LE MONDE | • Mis à jour le |Par Simon Piel
Après la réaction plus que mesurée de l'exécutif français à la suite des révélations d'Edward Snowden sur le système d'espionnage mondial mis en place par l'agence américaine de sécurité (NSA), la Fédération internationale des droits de l'homme (FIDH) et la Ligue des droits de l'homme (LDH) ont conjointement déposé une plainte contre X, jeudi 11 juillet, auprès du procureur de la République de Paris. Celle-ci pointe plusieurs infractions: l'accès frauduleux dans un système de traitement automatisé de données, la collecte illicite de données personnelles, l'atteinte à la vie privée, ou encore l'atteinte au secret des correspondances électroniques. Un large éventail à la mesure des faits dénoncés par l'ancien technicien de la NSA, relayés par le Guardian, le Washington Post puis le Spiegel.
Publiant au compte-gouttes les documents qui leur avaient été transmis, ces journaux avaient notamment mis au jour l'existence d'une surveillance massive des moyens de communication numériques. La NSA, comme le FBI, collectent et analysent depuis des années les données laissées en ligne par des millions de personnes aux Etats-Unis et à l'étranger.
A travers un système baptisé "Prism", les deux agences américaines peuvent ainsi scanner les communications échangées sur Facebook, Google ouMicrosoft. Des affirmations démenties depuis par les entreprises concernées qui n'ont pas nié pour autant des collaborations ponctuelles avec la NSA dans le cadre de procédures judiciaires définies. Fin juin, on apprenait que les Etats-Unis, via la NSA, s'étaient livrés à des opérations d'espionnage sur leurs alliés, notamment les Européens. Plusieurs ambassades à Washington, ainsi que certains sites protégés de l'Union européenne ont ainsi été mis sur écoute.
Voir notre infographie : Comprendre le programme "Prism"

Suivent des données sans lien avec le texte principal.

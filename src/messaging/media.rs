//! Media loading for outbound sends
//!
//! Resolves a [`MediaRef`] to bytes before the session is touched, so an
//! unreadable file or dead URL fails as `MediaUnavailable` without a send
//! attempt.

use std::path::Path;

use serde::Serialize;

use super::directive::MediaRef;
use crate::{Error, Result};

/// Fallback MIME type for unknown content
pub const OCTET_STREAM: &str = "application/octet-stream";

/// Media bytes ready for the session
#[derive(Debug, Clone, PartialEq, Eq)]
pub struct MediaPayload {
    pub data: Vec<u8>,
    pub mime_type: String,
    pub filename: Option<String>,
}

impl MediaPayload {
    /// Broad media category from the MIME type
    #[must_use]
    pub fn media_type(&self) -> MediaType {
        MediaType::from_mime(&self.mime_type)
    }
}

/// Broad category of a media payload
#[derive(Debug, Clone, Copy, PartialEq, Eq, Serialize)]
#[serde(rename_all = "lowercase")]
pub enum MediaType {
    Image,
    Video,
    Audio,
    Document,
}

impl MediaType {
    /// Determine media type from MIME type
    #[must_use]
    pub fn from_mime(mime_type: &str) -> Self {
        let lower = mime_type.to_lowercase();
        if lower.starts_with("image/") {
            Self::Image
        } else if lower.starts_with("video/") {
            Self::Video
        } else if lower.starts_with("audio/") {
            Self::Audio
        } else {
            Self::Document
        }
    }
}

/// Guess a MIME type from a file name or URL path
#[must_use]
pub fn mime_from_name(name: &str) -> &'static str {
    let ext = Path::new(name)
        .extension()
        .and_then(|e| e.to_str())
        .map(str::to_ascii_lowercase);

    match ext.as_deref() {
        Some("jpg" | "jpeg") => "image/jpeg",
        Some("png") => "image/png",
        Some("gif") => "image/gif",
        Some("webp") => "image/webp",
        Some("mp4") => "video/mp4",
        Some("3gp") => "video/3gpp",
        Some("mov") => "video/quicktime",
        Some("mp3") => "audio/mpeg",
        Some("ogg" | "opus") => "audio/ogg",
        Some("m4a") => "audio/mp4",
        Some("aac") => "audio/aac",
        Some("wav") => "audio/wav",
        Some("pdf") => "application/pdf",
        Some("txt") => "text/plain",
        Some("csv") => "text/csv",
        Some("vcf") => "text/vcard",
        Some("zip") => "application/zip",
        Some("doc") => "application/msword",
        Some("docx") => "application/vnd.openxmlformats-officedocument.wordprocessingml.document",
        Some("xlsx") => "application/vnd.openxmlformats-officedocument.spreadsheetml.sheet",
        _ => OCTET_STREAM,
    }
}

/// Loads media from disk or the network
#[derive(Debug, Clone, Default)]
pub struct MediaLoader {
    client: reqwest::Client,
}

impl MediaLoader {
    /// Create a loader using the given HTTP client
    #[must_use]
    pub const fn new(client: reqwest::Client) -> Self {
        Self { client }
    }

    /// Resolve a media reference to bytes
    ///
    /// # Errors
    ///
    /// Returns `MediaUnavailable` if the file cannot be read or the download fails
    pub async fn load(&self, media: &MediaRef) -> Result<MediaPayload> {
        match media {
            MediaRef::Path(path) => load_file(path).await,
            MediaRef::Url(url) => self.download(url).await,
            MediaRef::Bytes {
                data,
                mime_type,
                filename,
            } => {
                if data.is_empty() {
                    return Err(Error::MediaUnavailable("inline media is empty".to_string()));
                }
                Ok(MediaPayload {
                    data: data.clone(),
                    mime_type: mime_type.clone(),
                    filename: filename.clone(),
                })
            }
        }
    }

    async fn download(&self, url: &str) -> Result<MediaPayload> {
        let response = self
            .client
            .get(url)
            .send()
            .await
            .map_err(|e| Error::MediaUnavailable(format!("download failed: {e}")))?;

        if !response.status().is_success() {
            return Err(Error::MediaUnavailable(format!(
                "download failed: {}",
                response.status()
            )));
        }

        let header_mime = response
            .headers()
            .get(reqwest::header::CONTENT_TYPE)
            .and_then(|v| v.to_str().ok())
            .map(|v| v.split(';').next().unwrap_or(v).trim().to_string())
            .filter(|v| !v.is_empty() && v != OCTET_STREAM);

        let filename = url::Url::parse(url).ok().and_then(|u| {
            u.path_segments()
                .and_then(|mut segments| segments.next_back().map(ToString::to_string))
                .filter(|s| !s.is_empty())
        });

        let data = response
            .bytes()
            .await
            .map_err(|e| Error::MediaUnavailable(format!("read failed: {e}")))?;

        let mime_type = header_mime.unwrap_or_else(|| {
            mime_from_name(filename.as_deref().unwrap_or_default()).to_string()
        });

        tracing::debug!(url, bytes = data.len(), mime = %mime_type, "downloaded media");

        Ok(MediaPayload {
            data: data.to_vec(),
            mime_type,
            filename,
        })
    }
}

async fn load_file(path: &Path) -> Result<MediaPayload> {
    let data = tokio::fs::read(path)
        .await
        .map_err(|e| Error::MediaUnavailable(format!("{}: {e}", path.display())))?;

    let filename = path
        .file_name()
        .and_then(|n| n.to_str())
        .map(ToString::to_string);

    Ok(MediaPayload {
        data,
        mime_type: mime_from_name(&path.to_string_lossy()).to_string(),
        filename,
    })
}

Pour Patrick Baudouin, avocat et président d'honneur de la FIDH, "ces accusations, d'une gravité exceptionnelle, n'ont pas suscité de réactions à la hauteur. Depuis le Patriot Act, en 2001, il y a eu des dérives constantes au nom de la lutte contre le terrorisme. On s'est affranchi de tous les garde-fous que comportent les démocraties quand il s'agit d'investiguer sur les citoyens tout en instrumentalisant les peurs à des fins démagogiques. L'utilisation des drones, en dehors de toute légalité internationale (...), repose sur le même principe." Michel Tubiana, l'avocat historique de la LDH, ne dit pas autre chose. "On ne peut pas impunément, de manière impériale, projeter sa législation hors de ses frontières sans avoir de comptes à rendre."

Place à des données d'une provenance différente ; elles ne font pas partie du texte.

//! SPECFORGE Test Utilities
//!
//! Centralized test infrastructure for the SPECFORGE workspace:
//! - Proptest generators for entity types, paths and documents
//! - A scripted tool runner standing in for the schema checker and query tool
//! - Test fixtures for common scenarios
//! - Custom assertions for SPECFORGE-specific errors

pub mod scripted;

// Re-export mock storage from its source crate
pub use specforge_storage::MockStorage;

// Re-export core types for convenience
pub use specforge_core::{
    EntityIdType, EntityType, Event, EventId, EventLogError, ForgeConfig, ForgeError,
    ForgeResult, Fragment, FragmentId, Project, ProjectId, SpecHash, StorageError, Timestamp,
    Version,
};

pub use scripted::{count_unresolved_tokens, ScriptedToolRunner};

use tracing_subscriber::EnvFilter;

// ============================================================================
// TRACING
// ============================================================================

/// Install a test-friendly subscriber once. `RUST_LOG` controls verbosity;
/// later calls are no-ops.
pub fn init_test_tracing() {
    let env_filter = EnvFilter::try_from_default_env().unwrap_or_else(|_| EnvFilter::new("warn"));
    let _ = tracing_subscriber::fmt()
        .with_env_filter(env_filter)
        .with_test_writer()
        .try_init();
}

// ============================================================================
// PROPTEST GENERATORS
// ============================================================================

pub mod generators {
    //! Proptest strategies for generating SPECFORGE types.

    use super::*;
    use proptest::prelude::*;
    use serde_json::Value;
    use uuid::Uuid;

    /// Generate a random UUID (for generic ID generation).
    pub fn arb_uuid() -> impl Strategy<Value = Uuid> {
        any::<[u8; 16]>().prop_map(Uuid::from_bytes)
    }

    /// Generate a random ProjectId.
    pub fn arb_project_id() -> impl Strategy<Value = ProjectId> {
        arb_uuid().prop_map(ProjectId::new)
    }

    /// Generate a random FragmentId.
    pub fn arb_fragment_id() -> impl Strategy<Value = FragmentId> {
        arb_uuid().prop_map(FragmentId::new)
    }

    /// Generate a Timestamp (DateTime<Utc>).
    pub fn arb_timestamp() -> impl Strategy<Value = Timestamp> {
        // Generate timestamps within a reasonable range (2020-2030)
        (1577836800i64..1893456000i64).prop_map(|secs| {
            chrono::DateTime::from_timestamp(secs, 0).unwrap_or_else(chrono::Utc::now)
        })
    }

    /// Raw, possibly hostile fragment paths: mixed separators, `.`/`..`
    /// segments and empty segments.
    pub fn arb_raw_path() -> impl Strategy<Value = String> {
        let segment = prop_oneof![
            3 => "[a-z][a-z0-9_]{0,6}(\\.cue)?",
            1 => Just(".".to_string()),
            1 => Just("..".to_string()),
            1 => Just(String::new()),
        ];
        (
            prop::collection::vec(segment, 0..5),
            prop::collection::vec(prop_oneof![Just('/'), Just('\\')], 5),
            any::<bool>(),
        )
            .prop_map(|(segments, seps, leading)| {
                let mut path = String::new();
                if leading {
                    path.push('/');
                }
                for (i, segment) in segments.iter().enumerate() {
                    if i > 0 {
                        path.push(seps[i % seps.len()]);
                    }
                    path.push_str(segment);
                }
                path
            })
    }

    /// A well-known or custom event type.
    pub fn arb_event_type() -> impl Strategy<Value = String> {
        prop_oneof![
            Just(specforge_core::event::FRAGMENT_CREATED.to_string()),
            Just(specforge_core::event::FRAGMENT_UPDATED.to_string()),
            Just(specforge_core::event::FRAGMENT_DELETED.to_string()),
            Just(specforge_core::event::SPEC_VALIDATED.to_string()),
            "[a-z][a-z_]{2,12}",
        ]
    }

    /// Arbitrary JSON documents with nested objects and arrays.
    pub fn arb_json_document() -> impl Strategy<Value = Value> {
        let leaf = prop_oneof![
            Just(Value::Null),
            any::<bool>().prop_map(Value::Bool),
            any::<i32>().prop_map(Value::from),
            "[a-zA-Z0-9 ]{0,8}".prop_map(Value::String),
        ];
        leaf.prop_recursive(3, 24, 4, |inner| {
            prop_oneof![
                prop::collection::vec(inner.clone(), 0..4).prop_map(Value::Array),
                prop::collection::btree_map("[a-z]{1,4}", inner, 0..4)
                    .prop_map(|m| Value::Object(m.into_iter().collect())),
            ]
        })
    }

    /// A set of toy fragments with distinct keys, one field each.
    pub fn arb_fragment_set() -> impl Strategy<Value = Vec<(String, String)>> {
        prop::collection::btree_map("[a-z]{1,6}", any::<i32>(), 1..5).prop_map(|fields| {
            fields
                .into_iter()
                .map(|(key, value)| (format!("{key}.cue"), format!("{key}: {value}")))
                .collect()
        })
    }
}

// ============================================================================
// TEST FIXTURES
// ============================================================================

pub mod fixtures {
    //! Pre-built test fixtures for common testing scenarios.

    use super::*;
    use chrono::Utc;
    use serde_json::Value;
    use std::path::Path;
    use std::sync::Arc;
    use std::time::Duration;

    /// Config pointing at a scratch workspace, with a short tool timeout.
    pub fn test_config(workspace_root: &Path) -> ForgeConfig {
        ForgeConfig {
            workspace_root: workspace_root.to_path_buf(),
            tool_timeout_ms: 2_000,
            ..ForgeConfig::default()
        }
    }

    /// A project already stored in a fresh mock storage.
    pub fn storage_with_project() -> (Arc<MockStorage>, Project) {
        use specforge_storage::StorageTrait;

        let storage = Arc::new(MockStorage::new());
        let project = Project::new("test-project");
        if let Err(e) = storage.project_insert(&project) {
            panic!("fresh storage rejected a project: {e}");
        }
        (storage, project)
    }

    /// An unsaved fragment.
    pub fn test_fragment(project_id: ProjectId, path: &str, content: &str) -> Fragment {
        let now = Utc::now();
        Fragment {
            fragment_id: FragmentId::now_v7(),
            project_id,
            path: path.to_string(),
            content: content.to_string(),
            created_at: now,
            updated_at: now,
        }
    }

    /// An unsaved active event.
    pub fn test_event(project_id: ProjectId, event_type: &str, data: Value) -> Event {
        Event {
            event_id: EventId::now_v7(),
            project_id,
            event_type: event_type.to_string(),
            data,
            is_active: true,
            reverted_at: None,
            created_at: Utc::now(),
            sequence: 0,
        }
    }

    /// Scripted runner with a small delay on queries, so parallel runs
    /// overlap.
    pub fn slow_query_runner() -> ScriptedToolRunner {
        ScriptedToolRunner::default().with_delay("jq", Duration::from_millis(20))
    }
}

// ============================================================================
// CUSTOM ASSERTIONS
// ============================================================================

pub mod assertions {
    //! Custom assertion functions for SPECFORGE-specific errors.

    use super::*;

    /// Assert that a ForgeResult is Ok.
    #[track_caller]
    pub fn assert_ok<T: std::fmt::Debug>(result: &ForgeResult<T>) {
        assert!(result.is_ok(), "Expected Ok, got Err: {:?}", result);
    }

    /// Assert that a ForgeResult is a NotFound storage error.
    #[track_caller]
    pub fn assert_not_found<T: std::fmt::Debug>(result: &ForgeResult<T>, entity_type: EntityType) {
        match result {
            Err(ForgeError::Storage(StorageError::NotFound { entity_type: et, .. })) => {
                assert_eq!(*et, entity_type, "Wrong entity type in NotFound error");
            }
            other => panic!("Expected NotFound error for {:?}, got: {:?}", entity_type, other),
        }
    }

    /// Assert that a ForgeResult is a ForeignEntity storage error.
    #[track_caller]
    pub fn assert_foreign<T: std::fmt::Debug>(result: &ForgeResult<T>) {
        match result {
            Err(ForgeError::Storage(StorageError::ForeignEntity { .. })) => {}
            other => panic!("Expected ForeignEntity error, got: {:?}", other),
        }
    }

    /// Assert that a ForgeResult is an event log error.
    #[track_caller]
    pub fn assert_event_log_error<T: std::fmt::Debug>(result: &ForgeResult<T>) {
        match result {
            Err(ForgeError::EventLog(_)) => {}
            other => panic!("Expected EventLog error, got: {:?}", other),
        }
    }
}

#[cfg(test)]
mod tests {
    use super::generators::*;
    use proptest::prelude::*;
    use specforge_core::normalize_fragment_path;

    proptest! {
        #[test]
        fn prop_raw_paths_normalize_safely(path in arb_raw_path()) {
            let normalized = normalize_fragment_path(&path);
            prop_assert!(!normalized.is_empty());
            prop_assert!(!normalized.starts_with('/'));
            prop_assert!(!normalized.contains('\\'));
            prop_assert!(!normalized.split('/').any(|s| s == ".." || s == "." || s.is_empty()));
        }
    }
}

De quoi inquiéter Barack Obama ? "Il faut être réaliste et modérément optimiste,répond Me Baudouin. On ne sous-estime pas la difficulté que l'on pourraitrencontrer avec les services de sécurité américains même s'il y a des moyens de correspondance judiciaire avec les Etats-Unis, qui restent un Etat de droit. Par ailleurs, les sociétés privées qui se sont prêtées au jeu, dont certaines ont des filiales en Europe, pourraient donner des réponses sur le fond, les moyens qu'elles mettent en œuvre aujourd'hui pour protéger la vie privée des citoyens français, et en creux, leur responsabilité dans cette affaire."
INITIATIVE ISOLÉE
Pour l'instant, cette initiative de la FIDH et de la LDH paraît bien isolée. Seule l'association "Europe versus Facebook", composée notamment d'étudiants autrichiens, a annoncé avoir déposé une série de plaintes contre les filiales européennes de Facebook, Apple, Microsoft, Skype et Yahoo! pour leur collaboration présumée avec la NSA dans le cadre du programme Prism. Après les révélations du Monde sur un Big Brother français, une plainte contre les pratiques de la DGSE, hors de tout cadre légal, est à l'étude chez les organisations de défense des droits de l'homme.
Du côté des responsables politiques, la chancelière allemande s'est pour la première fois exprimée sur Prism dans un entretien publié jeudi par l'hebdomadaire Die Zeit. Si elle y défend la protection des données personnelles, elle assure que "le travail des services de renseignements dans une société démocratique a toujours été indispensable pour la sécurité des citoyens et le restera à l'avenir".
Une position centriste à l'image de celle de la France qui, tout en condamnant les pratiques des services de renseignement américains, a rejeté la demande d'asile d'Edward Snowden, refusant par ailleurs que l'avion présidentiel bolivien supposé le transporter survole son espace aérien. "La France est un nain politique qui n'a pas les moyens de ses indignations", déplore ainsi Me Emmanuel Daoud, avocat de la FIDH et dont le cabinet jouxte l'ambassade américaine.